(Stored data entries)
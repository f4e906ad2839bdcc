use std::collections::HashMap;
use std::io::Cursor;

use async_trait::async_trait;
use bytes::Bytes;

use super::images::ImageFetcher;

/// In-memory fetcher for tests. Unknown URLs behave like failed fetches.
pub(crate) struct StubFetcher {
    responses: HashMap<String, Bytes>,
}

impl StubFetcher {
    pub(crate) fn new(entries: Vec<(&str, Bytes)>) -> Self {
        StubFetcher {
            responses: entries.into_iter().map(|(k, v)| (k.to_string(), v)).collect(),
        }
    }

    pub(crate) fn empty() -> Self {
        StubFetcher { responses: HashMap::new() }
    }
}

#[async_trait]
impl ImageFetcher for StubFetcher {
    async fn fetch(&self, url: &str) -> Option<Bytes> {
        self.responses.get(url).cloned()
    }
}

/// Solid-color PNG of the given size, encoded in memory.
pub(crate) fn png_fixture(width: u32, height: u32) -> Bytes {
    let img = image::RgbImage::from_pixel(width, height, image::Rgb([120, 90, 60]));
    let mut buf = Vec::new();
    image::DynamicImage::ImageRgb8(img)
        .write_to(&mut Cursor::new(&mut buf), image::ImageOutputFormat::Png)
        .expect("encode fixture png");
    Bytes::from(buf)
}
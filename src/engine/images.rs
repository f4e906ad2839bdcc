use std::collections::HashMap;
use std::io::Cursor;

use async_trait::async_trait;
use base64::Engine as _;
use bytes::Bytes;
use futures::future::join_all;

use crate::models::{DocumentKind, DocumentRequest, SectionKind};

/// Payloads past this size are treated as failed fetches.
const MAX_IMAGE_BYTES: usize = 10 * 1024 * 1024;

/// Decoded, renderer-ready image. Holds both the normalized PNG container
/// (slide and word embedding) and the raw RGB pixels (fixed-page embedding).
#[derive(Debug, Clone)]
pub struct ResolvedImage {
    pub width: u32,
    pub height: u32,
    pub png: Vec<u8>,
    pub rgb: Vec<u8>,
}

impl ResolvedImage {
    /// Decodes any supported container. Returns `None` for bytes that do not
    /// decode, the same contract as a failed fetch.
    pub fn from_bytes(bytes: &[u8]) -> Option<ResolvedImage> {
        let decoded = image::load_from_memory(bytes).ok()?;
        let rgb = decoded.to_rgb8();
        let (width, height) = rgb.dimensions();

        let mut png = Vec::new();
        image::DynamicImage::ImageRgb8(rgb.clone())
            .write_to(&mut Cursor::new(&mut png), image::ImageOutputFormat::Png)
            .ok()?;

        Some(ResolvedImage { width, height, png, rgb: rgb.into_raw() })
    }

    /// Aspect ratio as width / height.
    pub fn aspect(&self) -> f64 {
        if self.height == 0 {
            1.0
        } else {
            f64::from(self.width) / f64::from(self.height)
        }
    }
}

/// Fetch seam so generation can run against a stub in tests.
#[async_trait]
pub trait ImageFetcher: Send + Sync {
    /// Fetches one reference. Any failure yields `None`, never an error.
    async fn fetch(&self, url: &str) -> Option<Bytes>;
}

pub struct HttpImageFetcher {
    client: reqwest::Client,
}

impl HttpImageFetcher {
    pub fn new(client: reqwest::Client) -> Self {
        HttpImageFetcher { client }
    }
}

#[async_trait]
impl ImageFetcher for HttpImageFetcher {
    async fn fetch(&self, url: &str) -> Option<Bytes> {
        let response = match self.client.get(url).send().await {
            Ok(r) => r,
            Err(e) => {
                tracing::warn!("Image fetch failed for {}: {}", url, e);
                return None;
            }
        };
        if !response.status().is_success() {
            tracing::warn!("Image fetch for {} returned {}", url, response.status());
            return None;
        }
        match response.bytes().await {
            Ok(bytes) => Some(bytes),
            Err(e) => {
                tracing::warn!("Image body read failed for {}: {}", url, e);
                None
            }
        }
    }
}

/// Fetches and decodes one reference. A single attempt, no retry.
/// `data:image/...;base64,` URIs are decoded in place without a fetch.
pub async fn resolve(fetcher: &dyn ImageFetcher, reference: &str) -> Option<ResolvedImage> {
    let bytes = if let Some(rest) = reference.strip_prefix("data:") {
        decode_data_uri(rest)?
    } else {
        fetcher.fetch(reference).await?
    };
    if bytes.len() > MAX_IMAGE_BYTES {
        tracing::warn!("Image payload of {} bytes exceeds the cap, skipping", bytes.len());
        return None;
    }
    let image = ResolvedImage::from_bytes(&bytes);
    if image.is_none() {
        tracing::warn!("Image at {} did not decode, skipping", truncate_ref(reference));
    }
    image
}

fn decode_data_uri(rest: &str) -> Option<Bytes> {
    let (header, payload) = rest.split_once(',')?;
    if !header.ends_with(";base64") {
        tracing::warn!("Unsupported data URI encoding '{}', skipping", header);
        return None;
    }
    match base64::engine::general_purpose::STANDARD.decode(payload.trim()) {
        Ok(bytes) => Some(Bytes::from(bytes)),
        Err(e) => {
            tracing::warn!("Invalid base64 in data URI: {}", e);
            None
        }
    }
}

/// Data URIs would otherwise dump kilobytes of base64 into the log line.
fn truncate_ref(reference: &str) -> &str {
    let end = reference
        .char_indices()
        .nth(96)
        .map(|(i, _)| i)
        .unwrap_or(reference.len());
    &reference[..end]
}

/// Everything a renderer may embed, resolved up front. Failed references are
/// simply absent so layout proceeds without them.
#[derive(Debug, Default)]
pub struct ImageSet {
    pub logo: Option<ResolvedImage>,
    pub sections: HashMap<SectionKind, Vec<ResolvedImage>>,
    /// Item photos keyed by item position.
    pub items: HashMap<u32, ResolvedImage>,
    /// Technical drawings keyed by item position.
    pub drawings: HashMap<u32, ResolvedImage>,
}

impl ImageSet {
    pub fn section(&self, kind: SectionKind) -> &[ResolvedImage] {
        self.sections.get(&kind).map(Vec::as_slice).unwrap_or(&[])
    }

    pub fn for_item(&self, position: u32) -> Option<&ResolvedImage> {
        self.items.get(&position)
    }

    pub fn drawing_for(&self, position: u32) -> Option<&ResolvedImage> {
        self.drawings.get(&position)
    }

    pub fn resolved_count(&self) -> usize {
        let sections: usize = self.sections.values().map(Vec::len).sum();
        sections
            + self.items.len()
            + self.drawings.len()
            + usize::from(self.logo.is_some())
    }
}

enum Slot {
    Logo,
    Section(SectionKind),
    Item(u32),
    Drawing(u32),
}

/// Which of a request's image references the chosen kind actually embeds.
/// Spreadsheets embed none, so their generation never waits on the network.
struct SlotMask {
    logo: bool,
    sections: bool,
    items: bool,
    drawings: bool,
}

fn slots_for(kind: DocumentKind) -> SlotMask {
    match kind {
        DocumentKind::BudgetDeck => {
            SlotMask { logo: true, sections: true, items: true, drawings: false }
        }
        DocumentKind::TechnicalSheet => {
            SlotMask { logo: true, sections: false, items: true, drawings: true }
        }
        DocumentKind::ShoppingList | DocumentKind::BudgetWorkbook => {
            SlotMask { logo: false, sections: false, items: false, drawings: false }
        }
        DocumentKind::ScheduleDeck
        | DocumentKind::Proposal
        | DocumentKind::ScheduleDocument
        | DocumentKind::ProposalDocument => {
            SlotMask { logo: true, sections: false, items: false, drawings: false }
        }
    }
}

/// Resolves every image reference the requested kind embeds, with parallel
/// outstanding fetches. One failing reference never affects the others.
pub async fn resolve_request_images(
    fetcher: &dyn ImageFetcher,
    request: &DocumentRequest,
) -> ImageSet {
    let mask = slots_for(request.kind);
    let mut refs: Vec<(Slot, &str)> = Vec::new();

    if mask.logo {
        if let Some(logo) = request.logo_url.as_deref() {
            refs.push((Slot::Logo, logo));
        }
    }
    if mask.sections {
        for section in &request.sections {
            for url in &section.images {
                refs.push((Slot::Section(section.kind), url));
            }
        }
    }
    for item in &request.items {
        let fields = item.fields();
        if mask.items {
            if let Some(url) = fields.image_url.as_deref() {
                refs.push((Slot::Item(fields.position), url));
            }
        }
        if mask.drawings {
            if let Some(url) = item.drawing_url() {
                refs.push((Slot::Drawing(fields.position), url));
            }
        }
    }

    let fetches = refs.iter().map(|(_, url)| resolve(fetcher, url));
    let resolved = join_all(fetches).await;

    let mut set = ImageSet::default();
    for ((slot, _), image) in refs.into_iter().zip(resolved) {
        let Some(image) = image else { continue };
        match slot {
            Slot::Logo => set.logo = Some(image),
            Slot::Section(kind) => set.sections.entry(kind).or_default().push(image),
            Slot::Item(position) => {
                set.items.insert(position, image);
            }
            Slot::Drawing(position) => {
                set.drawings.insert(position, image);
            }
        }
    }
    set
}
use std::sync::Arc;

use crate::engine::DocumentEngine;

/// Shared application state, one per server, cloned into every worker.
#[derive(Clone)]
pub struct ApiState {
    pub engine: Arc<DocumentEngine>,
    pub config: Arc<AppConfig>,
}

/// Service knobs read from the environment at startup. Host and port are
/// read separately in `main`, they never travel with the state.
#[derive(Debug, Clone)]
pub struct AppConfig {
    pub max_payload_bytes: usize,
    pub fetch_timeout_ms: u64,
}

impl Default for AppConfig {
    fn default() -> Self {
        AppConfig {
            max_payload_bytes: 2_097_152, // 2MB of JSON is far beyond any real request
            fetch_timeout_ms: 10_000,
        }
    }
}

impl ApiState {
    pub fn new(config: AppConfig) -> anyhow::Result<Self> {
        let engine = DocumentEngine::with_http_fetcher(config.fetch_timeout_ms)?;
        Ok(ApiState { engine: Arc::new(engine), config: Arc::new(config) })
    }

    /// State over a caller-supplied engine, used by handler tests to swap in
    /// a stub image fetcher.
    pub fn with_engine(engine: DocumentEngine, config: AppConfig) -> Self {
        ApiState { engine: Arc::new(engine), config: Arc::new(config) }
    }
}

> _Exercise details_:
Whenever a line in the data holds "height", copy that line.

> _Answer box_:
pub(crate) fn png_fixture(width: u32, height: u32) -> Bytes {
    let img = image::RgbImage::from_pixel(width, height, image::Rgb([120, 90, 60]));
    pub height: u32,
        let (width, height) = rgb.dimensions();
        Some(ResolvedImage { width, height, png, rgb: rgb.into_raw() })
    /// Aspect ratio as width / height.
        if self.height == 0 {
            f64::from(self.width) / f64::from(self.height)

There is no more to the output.